La maja desnuda es un archivo vivo de poesía internacional. La voz, el texto y el rostro del poeta forman parte de una misma memoria cultural. Un espacio donde la poesía no solo se lee: también se escucha y se contempla.

Amy Lowell: Construir la poesía

Amy Lowell: la poeta que entendió que la poesía también debía construirse

Cuando pensamos en Amy Lowell (1874–1925), solemos recordar a una de las figuras centrales del imagismo. Sus poemas, su intensa personalidad y su defensa de una nueva sensibilidad poética la convirtieron en una de las voces más influyentes de comienzos del siglo XX.

Pero su legado va mucho más allá de la escritura.

Amy Lowell comprendió algo que pocas personas de su tiempo entendieron con tanta claridad: la poesía necesita lectores, instituciones, encuentros y apoyo concreto para sobrevivir. No basta con escribir grandes poemas; también hay que crear las condiciones para que otros puedan escribirlos.

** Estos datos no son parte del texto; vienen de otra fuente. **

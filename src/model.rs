//! Normalized route model handed to renderers.

use std::collections::BTreeMap;

use serde::{Deserialize, Serialize};
use serde_json::{Map, Value};

use crate::maneuver::Maneuver;

/// A geographic point in degrees.
#[derive(Debug, Clone, Copy, PartialEq, Serialize, Deserialize)]
pub struct Coordinate {
    pub lat: f64,
    pub lng: f64,
}

impl Coordinate {
    pub fn new(lat: f64, lng: f64) -> Self {
        Self { lat, lng }
    }

    pub fn is_valid(&self) -> bool {
        (-90.0..=90.0).contains(&self.lat) && (-180.0..=180.0).contains(&self.lng)
    }
}

impl From<(f64, f64)> for Coordinate {
    fn from((lat, lng): (f64, f64)) -> Self {
        Self { lat, lng }
    }
}

impl From<Coordinate> for (f64, f64) {
    fn from(coordinate: Coordinate) -> Self {
        (coordinate.lat, coordinate.lng)
    }
}

/// Whether the route may turn around at a waypoint.
#[derive(Debug, Clone, Copy, PartialEq, Eq, Serialize, Deserialize)]
#[serde(rename_all = "lowercase")]
pub enum WaypointType {
    Break,
    Through,
}

/// Location options passed along with a waypoint.
///
/// Known keys are typed; anything else, including known keys whose value
/// has an unexpected type, is kept verbatim in `extra`.
#[derive(Debug, Clone, Default, PartialEq, Serialize, Deserialize)]
pub struct WaypointOptions {
    #[serde(rename = "type", skip_serializing_if = "Option::is_none")]
    pub kind: Option<WaypointType>,
    #[serde(skip_serializing_if = "Option::is_none")]
    pub name: Option<String>,
    #[serde(skip_serializing_if = "Option::is_none")]
    pub heading: Option<f64>,
    #[serde(skip_serializing_if = "Option::is_none")]
    pub heading_tolerance: Option<f64>,
    #[serde(skip_serializing_if = "Option::is_none")]
    pub street: Option<String>,
    #[serde(skip_serializing_if = "Option::is_none")]
    pub way_id: Option<i64>,
    #[serde(skip_serializing_if = "Option::is_none")]
    pub minimum_reachability: Option<i64>,
    #[serde(skip_serializing_if = "Option::is_none")]
    pub radius: Option<f64>,
    #[serde(flatten)]
    pub extra: BTreeMap<String, Value>,
}

impl WaypointOptions {
    /// Sorts a free-form metadata bag into known keys and passthrough fields.
    pub fn from_metadata(metadata: Map<String, Value>) -> Self {
        let mut options = Self::default();
        for (key, value) in metadata {
            let leftover = match key.as_str() {
                "type" => take(&mut options.kind, value),
                "name" => take(&mut options.name, value),
                "heading" => take(&mut options.heading, value),
                "heading_tolerance" => take(&mut options.heading_tolerance, value),
                "street" => take(&mut options.street, value),
                "way_id" => take(&mut options.way_id, value),
                "minimum_reachability" => take(&mut options.minimum_reachability, value),
                "radius" => take(&mut options.radius, value),
                _ => Some(value),
            };
            if let Some(value) = leftover {
                options.extra.insert(key, value);
            }
        }
        options
    }
}

/// Stores `value` in `slot` when it has the slot's type, else hands it back.
fn take<T: serde::de::DeserializeOwned>(slot: &mut Option<T>, value: Value) -> Option<Value> {
    match serde_json::from_value::<T>(value.clone()) {
        Ok(parsed) => {
            *slot = Some(parsed);
            None
        }
        Err(_) => Some(value),
    }
}

#[derive(Debug, Clone, PartialEq, Serialize, Deserialize)]
pub struct Waypoint {
    pub latlng: Coordinate,
    pub name: Option<String>,
    pub options: WaypointOptions,
}

impl Waypoint {
    pub fn new(latlng: impl Into<Coordinate>) -> Self {
        Self {
            latlng: latlng.into(),
            name: None,
            options: WaypointOptions::default(),
        }
    }

    pub fn with_name(mut self, name: impl Into<String>) -> Self {
        self.name = Some(name.into());
        self
    }

    pub fn with_options(mut self, options: WaypointOptions) -> Self {
        self.options = options;
        self
    }
}

/// One user-facing maneuver, indexed into the route coordinates.
#[derive(Debug, Clone, PartialEq, Serialize, Deserialize)]
pub struct Instruction {
    #[serde(rename = "type")]
    pub kind: Maneuver,
    pub text: Option<String>,
    pub distance: f64,
    pub time: Option<f64>,
    pub road: Option<String>,
    pub direction: Option<String>,
    pub travel_type: Option<String>,
    /// Position in the route coordinates (leg-local until assembled).
    pub index: usize,
}

impl Instruction {
    pub fn new(kind: Maneuver) -> Self {
        Self {
            kind,
            text: None,
            distance: 0.0,
            time: None,
            road: None,
            direction: None,
            travel_type: None,
            index: 0,
        }
    }

    /// Icon name a renderer can show for this instruction.
    pub fn icon_name(&self) -> String {
        self.kind.icon_name(self.travel_type.as_deref())
    }
}

#[derive(Debug, Clone, Copy, Default, PartialEq, Serialize, Deserialize)]
pub struct Summary {
    pub total_distance: f64,
    pub total_time: f64,
}

/// Stroke style of one drawn line.
#[derive(Debug, Clone, PartialEq, Serialize, Deserialize)]
pub struct LineStyle {
    pub color: String,
    pub opacity: f64,
    pub weight: f64,
    #[serde(skip_serializing_if = "Option::is_none")]
    pub dash_array: Option<String>,
}

impl LineStyle {
    pub fn new(color: impl Into<String>, opacity: f64, weight: f64) -> Self {
        Self {
            color: color.into(),
            opacity,
            weight,
            dash_array: None,
        }
    }

    pub fn dashed(mut self, dash_array: impl Into<String>) -> Self {
        self.dash_array = Some(dash_array.into());
        self
    }

    /// White casing drawn under transit lines.
    pub fn casing() -> Self {
        Self::new("white", 0.8, 8.0)
    }
}

/// A contiguous slice of the route drawn with its own styles.
#[derive(Debug, Clone, PartialEq, Serialize, Deserialize)]
pub struct SubRoute {
    pub coordinates: Vec<Coordinate>,
    pub travel_type: Option<String>,
    /// `None` means the renderer's default styles.
    pub styles: Option<Vec<LineStyle>>,
}

#[derive(Debug, Clone, PartialEq, Serialize, Deserialize)]
pub struct Route {
    pub summary: Summary,
    pub coordinates: Vec<Coordinate>,
    pub instructions: Vec<Instruction>,
    pub unit: String,
    pub costing: Option<String>,
    pub sub_routes: Option<Vec<SubRoute>>,
    pub input_waypoints: Vec<Waypoint>,
    pub output_waypoints: Vec<Waypoint>,
    pub waypoint_indices: Option<Vec<usize>>,
}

Por eso dedicó una parte considerable de su energía —y también de su fortuna personal— a sostener la vida literaria de su época. Financió publicaciones, organizó lecturas públicas, promovió a escritores jóvenes, viajó por todo Estados Unidos ofreciendo conferencias y defendiendo la poesía contemporánea, y convirtió su propia casa de Brookline en un lugar de reunión para artistas e intelectuales.

Durante la Primera Guerra Mundial tuvo además un gesto profundamente humano: hizo llegar libros de poesía a soldados estadounidenses, convencida de que incluso en medio de la guerra la poesía podía ofrecer consuelo, memoria y esperanza. Para Lowell, un poema no era un lujo; era una forma de compañía.

Ese mismo espíritu la llevó, en 1915, a fundar junto con Robert Frost y Conrad Aiken, el New England Poetry Club, que hoy continúa siendo una de las organizaciones de poesía más antiguas de los Estados Unidos.

Más de un siglo después, el club mantiene vivo ese impulso original de reunir a poetas, promover nuevas voces y crear comunidad alrededor de la poesía.

Sin embargo, uno de los aspectos más extraordinarios de su legado permanece sorprendentemente poco conocido.

En su testamento creó el Amy Lowell Poetry Travelling Scholarship un fideicomiso destinado a conceder, año tras año, una beca de viaje a poetas estadounidenses para que pudieran dedicarse a escribir sin las presiones económicas inmediatas. No se trata de un premio por un libro publicado, sino de una apuesta por el tiempo, la libertad y la confianza en el desarrollo de una obra futura.

Desde 1954 esa beca se ha otorgado de manera ininterrumpida y ha acompañado a algunas de las voces más importantes de la poesía norteamericana. Entre sus beneficiarios figura Elizabeth Bishop, una de las grandes poetas del siglo XX, cuya obra difícilmente puede imaginarse sin los años de libertad creativa que esa ayuda hizo posibles.

Existe también un premio que lleva el nombre de Amy Lowell dentro del New England Poetry Club, homenaje natural a su fundadora. Pero el premio creado por ella misma —el Amy Lowell Poetry Travelling Scholarship— representa quizá la expresión más profunda de su visión: la de una poeta que decidió que su herencia no sería únicamente una biblioteca de libros, sino la posibilidad de que otros poetas pudieran escribir los suyos.

Esta beca histórica nos habla de que Amy Lowell, no solo fundó un Club de poesía: fundó una manera de entender la responsabilidad de los poetas con las generaciones futuras.

Su lápida en Mount Auburn Cemetery es sencilla. Apenas lleva su nombre y unas pocas fechas. Sin embargo, el verdadero monumento a Amy Lowell no está hecho de piedra. Está hecho de los cientos de poetas que encontraron una oportunidad gracias a su generosidad, de las instituciones que siguen existiendo por su iniciativa y de una convicción que continúa siendo actual: la poesía florece cuando alguien decide cuidar de los poetas.

La tumba de Amy Lowell en Mount Auburn Cemetery, Boston, MA.

Ante la tumba de Amy Lowell.

Aquí descansa una poeta que creyó que la poesía debía circular entre las personas, sostener a otros poetas y crear comunidad.

Más de un siglo después, ese mismo espíritu continúa vivo en el New England Poetry Club, institución que ella fundó en 1915 y cuyo Board of Directors tengo hoy el honor de integrar.

La poesía, como la hiedra, sigue encontrando nuevos lugares donde crecer.

Esta visita no es solamente un homenaje al pasado: es también mi compromiso de seguir cuidando su legado en el presente.